(Available data begins)
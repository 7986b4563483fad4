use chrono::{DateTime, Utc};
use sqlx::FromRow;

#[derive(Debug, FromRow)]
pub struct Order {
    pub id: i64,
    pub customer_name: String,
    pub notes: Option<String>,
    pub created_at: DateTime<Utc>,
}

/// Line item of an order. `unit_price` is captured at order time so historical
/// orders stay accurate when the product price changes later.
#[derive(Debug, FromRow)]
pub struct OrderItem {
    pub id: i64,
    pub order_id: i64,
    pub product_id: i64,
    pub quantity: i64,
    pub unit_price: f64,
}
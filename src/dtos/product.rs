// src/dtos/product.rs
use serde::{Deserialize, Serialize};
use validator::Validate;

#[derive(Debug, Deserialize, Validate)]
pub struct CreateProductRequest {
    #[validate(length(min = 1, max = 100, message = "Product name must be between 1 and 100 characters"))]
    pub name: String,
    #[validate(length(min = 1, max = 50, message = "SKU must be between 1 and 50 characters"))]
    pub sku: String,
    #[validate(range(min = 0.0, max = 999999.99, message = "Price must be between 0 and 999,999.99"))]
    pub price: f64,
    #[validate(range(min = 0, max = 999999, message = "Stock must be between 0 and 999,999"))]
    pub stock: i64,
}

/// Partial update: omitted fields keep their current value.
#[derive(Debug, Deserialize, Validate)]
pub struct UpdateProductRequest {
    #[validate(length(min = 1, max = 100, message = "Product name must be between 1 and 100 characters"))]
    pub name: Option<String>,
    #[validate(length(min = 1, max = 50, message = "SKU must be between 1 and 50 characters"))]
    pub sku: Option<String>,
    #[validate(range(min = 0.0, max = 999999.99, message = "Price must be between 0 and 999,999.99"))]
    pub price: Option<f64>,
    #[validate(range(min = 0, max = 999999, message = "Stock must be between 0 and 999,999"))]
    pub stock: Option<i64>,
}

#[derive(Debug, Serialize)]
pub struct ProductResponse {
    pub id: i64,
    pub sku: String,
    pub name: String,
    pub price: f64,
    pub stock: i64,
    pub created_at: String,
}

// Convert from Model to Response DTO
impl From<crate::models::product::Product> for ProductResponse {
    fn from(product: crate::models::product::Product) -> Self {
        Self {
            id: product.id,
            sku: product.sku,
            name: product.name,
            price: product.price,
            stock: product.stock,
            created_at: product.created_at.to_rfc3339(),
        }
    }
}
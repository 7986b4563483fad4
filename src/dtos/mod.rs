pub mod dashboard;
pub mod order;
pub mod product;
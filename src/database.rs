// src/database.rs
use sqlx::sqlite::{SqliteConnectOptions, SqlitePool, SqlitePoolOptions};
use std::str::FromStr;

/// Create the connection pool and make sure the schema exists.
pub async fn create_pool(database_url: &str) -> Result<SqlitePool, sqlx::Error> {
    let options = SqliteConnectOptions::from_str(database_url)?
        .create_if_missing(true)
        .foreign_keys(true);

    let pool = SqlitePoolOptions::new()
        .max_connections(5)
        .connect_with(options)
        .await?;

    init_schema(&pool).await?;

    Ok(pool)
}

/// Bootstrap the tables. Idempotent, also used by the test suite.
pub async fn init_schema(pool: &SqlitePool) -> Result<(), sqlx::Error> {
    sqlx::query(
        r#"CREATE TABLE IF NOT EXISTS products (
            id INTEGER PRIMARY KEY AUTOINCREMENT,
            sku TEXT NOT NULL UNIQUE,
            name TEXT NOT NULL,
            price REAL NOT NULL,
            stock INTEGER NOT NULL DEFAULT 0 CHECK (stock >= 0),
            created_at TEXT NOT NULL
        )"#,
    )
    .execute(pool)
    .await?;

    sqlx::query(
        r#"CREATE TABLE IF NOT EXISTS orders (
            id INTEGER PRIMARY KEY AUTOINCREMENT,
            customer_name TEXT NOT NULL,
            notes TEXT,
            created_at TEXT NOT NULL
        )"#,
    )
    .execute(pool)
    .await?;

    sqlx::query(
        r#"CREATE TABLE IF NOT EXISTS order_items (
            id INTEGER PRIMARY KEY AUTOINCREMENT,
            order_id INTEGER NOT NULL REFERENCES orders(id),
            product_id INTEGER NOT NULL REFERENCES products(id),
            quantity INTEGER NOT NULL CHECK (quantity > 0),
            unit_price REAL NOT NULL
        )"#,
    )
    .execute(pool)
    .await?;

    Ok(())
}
(Available data ends)
## Work to complete
Wherever a line in the entries above holds "dtos", copy that line.

## Answer section
filename src/dtos/product.rs
// src/dtos/product.rs
filename src/dtos/mod.rs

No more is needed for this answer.